Entretanto, foi por sua cultura, apesar dos estigmas, que a favela criou sua
identidade. E a música, as escolas de samba foram armas essências da conquista do
espaço considerado urbano. A favela não se calou diante dos preconceitos e
estereótipos, mesmo marginalizada nunca foi inferior. Na “A palavra é: favela!” Jane
Souto e Marla Hortense nos mostram que a música expressa à favela como porto seguro
de muita gente que desceu o morro e se perdeu na cidade, mistifica a malandragem,
serve de denuncia social, mostra o cotidiano dos moradores. De uma forma poética
reconstrói aquele espaço social. O desenvolvimento do samba ocorre paralelamente à
diversificação e ao crescimento das favelas, reforçando os laços de pertencimento ao
lugar e solidariedade e amizades entre os moradores. Mesmo o morro representado
muitas vezes, em ambos os lados, à parte da cidade é no carnaval que ele ganha seu
reconhecimento.
Outra categoria musical e expressão cultural que vem ganhando espaço nas
favelas e o baile funk. E em “Galeras funk cariocas: os bailes e a constituição do ethos
guerreiro” é discutido o valor simbólico dos conflitos ocorridos em bailes funk e qual as
variáveis dos bailes existentes; os processos de tensões e conflitos, as rixas, as fronteiras
existentes no espaço urbano, a afirmação do gênero, a busca identidária no meio social;
a afirmação da comunidade ou de um grupo relacionado ao tráfico de drogas? Os bailes
funk como expressão dos valores culturais, dos processos complexos da vida social dos
jovens das comunidades carentes; no qual, através da “diversão”, extravasam toda
tensão existente no seu cotidiano. A autora desse artigo observa que: “no baile percebe-
se a representação simbólica de processo complexo que organizam hoje a vida social
das favelas”. Ela propõe: “demonstrar como os bailes e as atividades neles existente
engendram uma ou outra experiência entre os jovens das galeras, abrindo o debate sobre
a relação entre estilos e contextos juvenis”.

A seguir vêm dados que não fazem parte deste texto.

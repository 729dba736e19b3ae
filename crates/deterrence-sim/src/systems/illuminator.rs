//! Illuminator scheduler system — manages channel assignment, release, and time-sharing.
//!
//! 3 illuminator channels provide terminal guidance for semi-active missiles.
//! When more engagements need illumination than channels available, the system
//! time-shares channels and reduces Pk accordingly.

use std::collections::HashMap;

use hecs::World;

use deterrence_core::components::{Illuminator, MissileState};
use deterrence_core::constants::*;
use deterrence_core::enums::{EngagementPhase, IlluminatorStatus, MissilePhase, WeaponType};
use deterrence_core::types::Position;

use crate::engagement::Engagement;

/// Run the illuminator scheduler for one tick.
pub fn run(
    world: &mut World,
    engagements: &mut HashMap<u32, Engagement>,
    illuminator_queue: &mut Vec<u32>,
    _current_tick: u64,
) {
    // Step 1: Release illuminators from completed/aborted engagements
    release_completed(world, engagements);

    // Step 2: Identify engagements needing illumination (interceptor near target)
    identify_candidates(world, engagements, illuminator_queue);

    // Step 3: Assign idle illuminators to queued engagements (lowest TTI first)
    assign_illuminators(world, engagements, illuminator_queue);

    // Step 4: Handle time-sharing if queue still has waiting entries
    update_timesharing(world, engagements, illuminator_queue);
}

/// Release illuminators from engagements that are complete, aborted, or no longer valid.
fn release_completed(world: &mut World, engagements: &mut HashMap<u32, Engagement>) {
    // Collect channels to release
    let mut channels_to_release: Vec<u8> = Vec::new();

    // Release from completed/aborted engagements
    for eng in engagements.values_mut() {
        if let Some(channel) = eng.illuminator_channel {
            let should_release = matches!(
                eng.phase,
                EngagementPhase::Complete | EngagementPhase::Aborted
            ) || eng.interceptor_entity.is_none();

            if should_release {
                channels_to_release.push(channel);
                eng.illuminator_channel = None;
            }
        }
    }

    // Also release orphaned illuminators (assigned to engagements that no longer exist,
    // e.g. cleaned up by fire_control after BDA_DELAY).
    {
        let mut query = world.query::<&Illuminator>();
        for (_, illum) in query.iter() {
            if let Some(eng_id) = illum.assigned_engagement {
                if !engagements.contains_key(&eng_id)
                    && !channels_to_release.contains(&illum.channel_id)
                {
                    channels_to_release.push(illum.channel_id);
                }
            }
        }
    }

    // Reset illuminator components
    if !channels_to_release.is_empty() {
        let mut query = world.query::<&mut Illuminator>();
        for (_, illum) in query.iter() {
            if channels_to_release.contains(&illum.channel_id) {
                illum.status = IlluminatorStatus::Idle;
                illum.assigned_engagement = None;
                illum.dwell_remaining_secs = 0.0;
            }
        }
    }
}

/// Identify engagements that need illumination and add them to the queue.
fn identify_candidates(
    world: &World,
    engagements: &HashMap<u32, Engagement>,
    illuminator_queue: &mut Vec<u32>,
) {
    // Remove stale entries from queue (engagements that no longer need illumination)
    illuminator_queue.retain(|eng_id| {
        engagements.get(eng_id).is_some_and(|eng| {
            // Still needs illumination: has interceptor, not complete/aborted, no channel yet
            eng.illuminator_channel.is_none()
                && eng.interceptor_entity.is_some()
                && !matches!(
                    eng.phase,
                    EngagementPhase::Complete | EngagementPhase::Aborted
                )
                && eng.weapon_type != WeaponType::ExtendedRange
        })
    });

    // Find new candidates: engagements with interceptors near terminal range
    for eng in engagements.values() {
        // Skip if already has illuminator or already in queue
        if eng.illuminator_channel.is_some() {
            continue;
        }
        if illuminator_queue.contains(&eng.id) {
            continue;
        }

        // Skip if not in flight phases
        if !matches!(
            eng.phase,
            EngagementPhase::Launched | EngagementPhase::Midcourse | EngagementPhase::Terminal
        ) {
            continue;
        }

        // ER missiles have active seekers — no illuminator needed
        if eng.weapon_type == WeaponType::ExtendedRange {
            continue;
        }

        let interceptor_entity = match eng.interceptor_entity {
            Some(e) => e,
            None => continue,
        };

        // Check if interceptor is in midcourse and near terminal range
        let missile_in_midcourse = world
            .get::<&MissileState>(interceptor_entity)
            .map(|m| m.phase == MissilePhase::Midcourse)
            .unwrap_or(false);

        if !missile_in_midcourse {
            continue;
        }

        // Check distance to target
        let interceptor_pos = match world.get::<&Position>(interceptor_entity) {
            Ok(p) => *p,
            Err(_) => continue,
        };
        let target_pos = match world.get::<&Position>(eng.target_entity) {
            Ok(p) => *p,
            Err(_) => continue,
        };

        let distance = interceptor_pos.range_to(&target_pos);

        // Request illumination when within 1.5x terminal guidance range
        // (slightly early to ensure illuminator is ready when needed)
        if distance <= TERMINAL_GUIDANCE_RANGE * 1.5 {
            illuminator_queue.push(eng.id);
        }
    }

    // Sort queue by TTI (lowest first — most urgent gets priority)
    illuminator_queue.sort_by(|a, b| {
        let tti_a = engagements
            .get(a)
            .map(|e| e.time_to_intercept)
            .unwrap_or(f64::MAX);
        let tti_b = engagements
            .get(b)
            .map(|e| e.time_to_intercept)
            .unwrap_or(f64::MAX);
        tti_a
            .partial_cmp(&tti_b)
            .unwrap_or(std::cmp::Ordering::Equal)
    });
}

/// Assign idle illuminator channels to queued engagements.
fn assign_illuminators(
    world: &mut World,
    engagements: &mut HashMap<u32, Engagement>,
    illuminator_queue: &mut Vec<u32>,
) {
    if illuminator_queue.is_empty() {
        return;
    }

    // Collect idle channel IDs
    let mut idle_channels: Vec<u8> = Vec::new();
    {
        let mut query = world.query::<&Illuminator>();
        for (_, illum) in query.iter() {
            if illum.status == IlluminatorStatus::Idle {
                idle_channels.push(illum.channel_id);
            }
        }
    }
    idle_channels.sort();

    // Assign idle channels to queued engagements
    let mut assigned_pairs: Vec<(u32, u8)> = Vec::new();
    for channel_id in idle_channels {
        if illuminator_queue.is_empty() {
            break;
        }
        let eng_id = illuminator_queue.remove(0);
        assigned_pairs.push((eng_id, channel_id));
    }

    // Apply assignments to engagements
    for (eng_id, channel_id) in &assigned_pairs {
        if let Some(eng) = engagements.get_mut(eng_id) {
            eng.illuminator_channel = Some(*channel_id);
        }
    }

    // Apply assignments to illuminator components
    {
        let mut query = world.query::<&mut Illuminator>();
        for (_, illum) in query.iter() {
            for (eng_id, channel_id) in &assigned_pairs {
                if illum.channel_id == *channel_id {
                    illum.status = IlluminatorStatus::Active;
                    illum.assigned_engagement = Some(*eng_id);
                    illum.dwell_remaining_secs = ILLUMINATOR_DWELL_TIME;
                }
            }
        }
    }
}

/// Handle time-sharing when queue has waiting engagements and all channels are busy.
fn update_timesharing(
    world: &mut World,
    engagements: &mut HashMap<u32, Engagement>,
    illuminator_queue: &mut Vec<u32>,
) {
    if illuminator_queue.is_empty() {
        // No waiting engagements — ensure all active illuminators are not in TimeSharing
        let mut query = world.query::<&mut Illuminator>();
        for (_, illum) in query.iter() {
            if illum.status == IlluminatorStatus::TimeSharing {
                illum.status = IlluminatorStatus::Active;
            }
        }
        return;
    }

    // Queue has waiting engagements — mark active illuminators as TimeSharing
    // and count how many are sharing
    let active_count = {
        let mut count = 0u32;
        let mut query = world.query::<&Illuminator>();
        for (_, illum) in query.iter() {
            if matches!(
                illum.status,
                IlluminatorStatus::Active | IlluminatorStatus::TimeSharing
            ) {
                count += 1;
            }
        }
        count
    };

    if active_count == 0 {
        return;
    }

    // Total engagements needing illumination = active channels + waiting queue
    let total_needing = active_count as usize + illuminator_queue.len();

    // Set all active illuminators to TimeSharing and decrement dwell
    let mut expired_channels: Vec<(u8, u32)> = Vec::new(); // (channel_id, old_eng_id)
    {
        let mut query = world.query::<&mut Illuminator>();
        for (_, illum) in query.iter() {
            if matches!(
                illum.status,
                IlluminatorStatus::Active | IlluminatorStatus::TimeSharing
            ) {
                illum.status = IlluminatorStatus::TimeSharing;
                illum.dwell_remaining_secs -= DT;

                if illum.dwell_remaining_secs <= 0.0 {
                    if let Some(old_eng_id) = illum.assigned_engagement {
                        expired_channels.push((illum.channel_id, old_eng_id));
                    }
                }
            }
        }
    }

    // Rotate expired channels: release old engagement, assign next from queue
    for (channel_id, old_eng_id) in &expired_channels {
        // Release old engagement's illuminator
        if let Some(old_eng) = engagements.get_mut(old_eng_id) {
            old_eng.illuminator_channel = None;
        }
        // Put old engagement back in queue (if still valid)
        if let Some(old_eng) = engagements.get(old_eng_id) {
            if !matches!(
                old_eng.phase,
                EngagementPhase::Complete | EngagementPhase::Aborted
            ) && old_eng.interceptor_entity.is_some()
            {
                illuminator_queue.push(*old_eng_id);
            }
        }

        // Assign next from queue
        if let Some(next_eng_id) = illuminator_queue.first().copied() {
            illuminator_queue.remove(0);
            if let Some(next_eng) = engagements.get_mut(&next_eng_id) {
                next_eng.illuminator_channel = Some(*channel_id);
            }

            // Update illuminator component
            let mut query = world.query::<&mut Illuminator>();
            for (_, illum) in query.iter() {
                if illum.channel_id == *channel_id {
                    illum.assigned_engagement = Some(next_eng_id);
                    // Time-shared dwell is shorter: split among total needing
                    let share_count = total_needing.max(1);
                    illum.dwell_remaining_secs = ILLUMINATOR_DWELL_TIME / share_count as f64;
                }
            }
        }
    }

    // Adjust Pk for time-sharing penalty on all illuminated engagements
    // Pk penalty: effective pk = base_pk / share_count for time-shared engagements
    // (Only adjust the stored pk if currently time-sharing)
    // Note: we don't mutate pk directly — instead intercept.rs will check
    // illuminator status and apply penalty at intercept time.
}

/// Get the number of engagements sharing illuminators (for Pk penalty calculation).
/// Returns the total count of engagements that need illumination (assigned + queued).
pub fn time_share_count(
    engagements: &HashMap<u32, Engagement>,
    illuminator_queue: &[u32],
) -> usize {
    let assigned = engagements
        .values()
        .filter(|e| e.illuminator_channel.is_some())
        .count();
    assigned + illuminator_queue.len()
}
//! Map interactables: doors, terminals, and hazards.
//!
//! Each interactable is a small state machine advanced only by completed
//! interactions (or a blast, for hazards). The verbs an actor may use are
//! a function of the current state.

use serde::{Deserialize, Serialize};

use crate::constants::*;
use crate::types::{GridPos, InteractableId};

/// Door lifecycle.
#[derive(Debug, Clone, Copy, Default, PartialEq, Eq, Serialize, Deserialize)]
pub enum DoorState {
    Open,
    #[default]
    Closed,
    /// Requires a hack channel to open; cannot be closed again.
    Locked,
}

/// Terminal lifecycle.
#[derive(Debug, Clone, Copy, Default, PartialEq, Eq, Serialize, Deserialize)]
pub enum TerminalState {
    #[default]
    Idle,
    Hacked,
}

/// Hazard lifecycle.
#[derive(Debug, Clone, Copy, Default, PartialEq, Eq, Serialize, Deserialize)]
pub enum HazardState {
    #[default]
    Armed,
    /// Detonated; inert from here on.
    Triggered,
    /// Defused; inert from here on.
    Disabled,
}

/// Interactable kind with its current state.
#[derive(Debug, Clone, Copy, PartialEq, Eq, Serialize, Deserialize)]
pub enum InteractableKind {
    Door(DoorState),
    Terminal(TerminalState),
    Hazard(HazardState),
}

/// Action an actor can take on an interactable.
#[derive(Debug, Clone, Copy, PartialEq, Eq, Serialize, Deserialize)]
pub enum InteractVerb {
    /// Instant: open a closed door.
    Open,
    /// Instant: close an open door.
    Close,
    /// Channel: unlock a locked door or take over a terminal.
    Hack,
    /// Channel: defuse an armed hazard.
    Disable,
    /// Channel: set off an armed hazard deliberately.
    Trigger,
}

/// One interactable placed on the map.
#[derive(Debug, Clone, PartialEq, Serialize, Deserialize)]
pub struct Interactable {
    pub id: InteractableId,
    pub pos: GridPos,
    pub kind: InteractableKind,
    /// Actor currently channeling on this interactable, if any.
    /// Only one channel may run at a time.
    pub channeler: Option<crate::types::ActorId>,
}

impl Interactable {
    pub fn new(id: InteractableId, pos: GridPos, kind: InteractableKind) -> Self {
        Self {
            id,
            pos,
            kind,
            channeler: None,
        }
    }

    /// Whether actors can walk through this interactable's tile.
    pub fn blocks_movement(&self) -> bool {
        match self.kind {
            InteractableKind::Door(DoorState::Open) => false,
            InteractableKind::Door(_) => true,
            InteractableKind::Terminal(_) => true,
            InteractableKind::Hazard(_) => false,
        }
    }

    /// Whether this interactable blocks line of sight across its tile.
    /// Terminals are waist-high consoles; hazards sit on the deck.
    pub fn blocks_sight(&self) -> bool {
        matches!(
            self.kind,
            InteractableKind::Door(DoorState::Closed) | InteractableKind::Door(DoorState::Locked)
        )
    }

    /// Verbs legal in the current state.
    pub fn available_verbs(&self) -> Vec<InteractVerb> {
        match self.kind {
            InteractableKind::Door(DoorState::Open) => vec![InteractVerb::Close],
            InteractableKind::Door(DoorState::Closed) => vec![InteractVerb::Open],
            InteractableKind::Door(DoorState::Locked) => vec![InteractVerb::Hack],
            InteractableKind::Terminal(TerminalState::Idle) => vec![InteractVerb::Hack],
            InteractableKind::Terminal(TerminalState::Hacked) => vec![],
            InteractableKind::Hazard(HazardState::Armed) => {
                vec![InteractVerb::Disable, InteractVerb::Trigger]
            }
            InteractableKind::Hazard(_) => vec![],
        }
    }

    /// Channel duration for a verb on this interactable. `None` means the
    /// verb resolves instantly.
    pub fn channel_ticks(&self, verb: InteractVerb) -> Option<u32> {
        match (self.kind, verb) {
            (InteractableKind::Door(_), InteractVerb::Hack) => Some(CHANNEL_DOOR_HACK_TICKS),
            (InteractableKind::Terminal(_), InteractVerb::Hack) => {
                Some(CHANNEL_TERMINAL_HACK_TICKS)
            }
            (InteractableKind::Hazard(_), InteractVerb::Disable) => {
                Some(CHANNEL_HAZARD_DISABLE_TICKS)
            }
            (InteractableKind::Hazard(_), InteractVerb::Trigger) => {
                Some(CHANNEL_HAZARD_TRIGGER_TICKS)
            }
            _ => None,
        }
    }

    pub fn is_busy(&self) -> bool {
        self.channeler.is_some()
    }
}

Devido a esses poderes paralelos instituições legais têm que negociar para poder
atuar dentro de comunidades carentes. Em “Drogas e Símbolos: redes de solidariedade
em contexto de violência”. Clara Mafra, de forma sincrônica, expõe um quadro social
do morro Santa Marta, cujo objetivo é linear as áreas ocupadas pelas instituições legais,
observando, seu campo de negociação com o tráfico. E dentro da teia de poder e
duplicidade de poderes (legal e ilegal) Mafra analisa as diferentes linguagens
empregadas no contato, desses grupos, com o poder do narcotráfico; o jogo de
reciprocidade mesmo que implícita ou imposta, o modo como cada grupo reage ente si e
a esse poder paralelo do narcotráfico; exclusão dos traficantes ou o combate simbólico –
através da palavra de Deus, se nos referirmos aos crentes. Como os símbolos são usados
para cooptar os moradores, a cidadania, a redenção através de Deus e os “pactos
implícitos”; associação indireta com o narcotráfico como meio de sobrevivência social
naquela comunidade. Sob um olhar antropológico-social, levando em conta o contexto e
a visibilidade nacional e internacional dessas instituições legais, este artigo chama a
atenção para rede de solidariedade e suas particularidades, como elas, por falta do
estado, ganham importância no processo de cidadania.
“Estudar uma favela carioca, hoje, é sobretudo combater certo senso comum que já
possui longa história e um pensamento acadêmico que apenas reproduz parte das
imagens, idéias e práticas correntes que lhe dizem respeito.”